CLEVELAND — The coronavirus pandemic has thrown the world into turmoil, but Pope Francis’s 2015 encyclical on care for creation can guide individuals to reassess life’s priorities in response, a trio of prelates agreed during an online roundtable discussion.
Such reflection can lead to a fundamental personal conversion away from materialism and consumerism and toward new values rooted in the protection of the fragile environment, they said.
The encyclical, Laudato Si’, on Care for Our Common Home, was the focus of an hourlong conversation May 20 hosted by the U.S. Conference of Catholic Bishops among Archbishop Paul S. Coakley of Oklahoma City, Bishop Robert W. McElroy of San Diego and Auxiliary Bishop Robert E. Barron of Los Angeles as part of a week of programs, activities and prayer observing the document’s fifth anniversary worldwide.
“What strikes me most is the whole notion of ecological conversion,” Coakley said of the pope’s encyclical. “That’s a very fruitful path, I think, for a way into the document and the teaching of the Holy Father.”
The idea of conversion permeated comments from all three prelates. They encouraged Catholics and non-Catholics alike as they reflect on the fundamental questions of what matters most in daily life: family, a home and food.
“So the conversion is a biblical conversion, a conversion to a different worldview,” Barron said, explaining that God has not just redeemed people but creation as well. “That’s a deep level of conversion of consciousness,” he said.
Barron also described the pope’s writing as a critique of anthropocentrism, the view that human beings are the central or most significant entity on the planet who can manipulate nature to their liking.

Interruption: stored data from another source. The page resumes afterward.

//! Route-level weather summaries.

use crate::forecast::error::ForecastUnavailable;
use crate::route::reducer::RouteReducer;
use crate::types::forecast::ForecastPeriod;
use crate::types::route::RouteSample;
use serde::{Deserialize, Serialize};

/// The outcome of the forecast lookup for one route sample.
#[derive(Debug, Clone)]
pub struct SampleForecast {
    pub sample: RouteSample,
    pub outcome: Result<ForecastPeriod, ForecastUnavailable>,
}

impl SampleForecast {
    pub fn forecast(&self) -> Option<&ForecastPeriod> {
        self.outcome.as_ref().ok()
    }
}

/// Inclusive temperature range in degrees Celsius.
#[derive(Debug, Clone, Copy, PartialEq, Serialize, Deserialize)]
pub struct TemperatureRange {
    pub min_c: f64,
    pub max_c: f64,
}

/// Aggregate flags computed over the successful samples of a route.
#[derive(Debug, Clone, Default, PartialEq, Serialize, Deserialize)]
pub struct RouteFlags {
    /// Any successful sample has precipitation probability above the threshold.
    pub precipitation_risk: bool,
    /// Highest sustained wind along the route, in km/h.
    pub max_wind_kph: Option<f64>,
    /// Highest gust along the route, in km/h.
    pub max_gust_kph: Option<f64>,
    pub temperature_range: Option<TemperatureRange>,
}

/// Weather along a route, built fresh for each request and never cached as a unit.
///
/// `samples` keeps the sampler's order regardless of the order in which the
/// underlying lookups completed.
#[derive(Debug, Clone)]
pub struct RouteWeatherSummary {
    pub samples: Vec<SampleForecast>,
    pub flags: RouteFlags,
    /// `successes / total`, exactly.
    pub completeness: f64,
    /// Set when `completeness` is below the configured minimum. A degraded
    /// summary is still a successful result.
    pub degraded: bool,
}

impl RouteWeatherSummary {
    pub fn successes(&self) -> usize {
        self.samples.iter().filter(|s| s.outcome.is_ok()).count()
    }

    pub fn failures(&self) -> impl Iterator<Item = &SampleForecast> {
        self.samples.iter().filter(|s| s.outcome.is_err())
    }

    /// Runs an additional reduction over the per-sample outcomes.
    pub fn reduce<R: RouteReducer>(&self, reducer: &R) -> R::Output {
        reducer.reduce(&self.samples)
    }
}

The encyclical encourages a recovery of “a biblically rich imagination that doesn’t put the human powers at the center, but creation at the center,” he said.
With creation at the center of human imagination, people can begin to understand how fragile the environment is, McElroy said, picking up on the observation. Add the current concerns caused by the pandemic, he said, and people can “recognize the fragility of everything we consider secure.”
“What the pope is saying in a powerful way our world … is fragile and that we are called to respond to the created order and stop making things worse and to begin to heal creation,” McElroy said.
The prelates acknowledged the encyclical has gotten increasing attention in U.S. dioceses. While some dioceses have been slow to embrace it, many have readily moved forward in developing study groups, adopting curricula in schools and religious education classes, implementing the teaching across parish life.
Barron reminded viewers that it took time for the teaching of Pope Leo XIII in his landmark encyclical “Rerum Novarum” on workers’ rights, which ushered in the age of Catholic social teaching, to become a vital part of church life.
“If you asked in 1896 what has been done, probably not much. It takes a while for the church to form its traditions,” Bishop Barron said. “Rerum Novarum” was issued in 1891.
“It will take time to assimilate this teaching into (the church’s) broader social teaching,” he added. “I think it will be one of the great legacies of Pope Francis’ tenure.”
It’s young people who have embraced the pope’s teaching on the environment, McElroy said. “They understand intuitively the themes of Laudato Si’,” he said.
While agreeing that it may not be appropriate to measure the influence of an encyclical on church life in five years, McElroy said the rapid advance of climate change poses an urgent threat to humanity. “We don’t have 40 years left on the climate if we’re not attentive to it as a global community,” he said.
In 2018, leading climate scientists warned that unless global warming is kept to a maximum of 2.7 degrees Fahrenheit by 2030, the threat of severe drought, floods, extreme heat and poverty for hundreds of millions of people will worsen.
Coakley suggested that raising awareness of the encyclical and environmental threats to the world may hinge on building a sense of solidarity — a principal of Catholic social teaching — among people across boundaries of nation and economic class.
The pandemic may forge solidarity as people realize no one is exempt from the threat COVID-19, the illness caused by the novel coronavirus. “The pandemic has led us to see that we are all in this together,” he said.
In much the same way, people can come to understand that Pope Francis explains in his encyclical that creation is threatened by excessive lifestyles, materialism and excessive waste, the archbishop said.
As expected, the conversation left questions unanswered. It was meant as a beginning point for people to consider how to integrate the teachings of Laudato Si’ more fully into daily life, said moderator Marianne Comfort, of the Institute Justice Team of the Sisters of Mercy of the Americas and a member of the Catholic Climate Covenant’s steering committee.
One beginning, Coakley suggested, could be a walk in a park or viewing the stars in the heavens on a clear night. Such simple steps can renew appreciation of the importance of human stewardship of creation, he said, while the cautious practices put in place to mitigate the pandemic remain.
“Hopefully,” he said, “that will lead us to a greater sense of humility before the Creator.”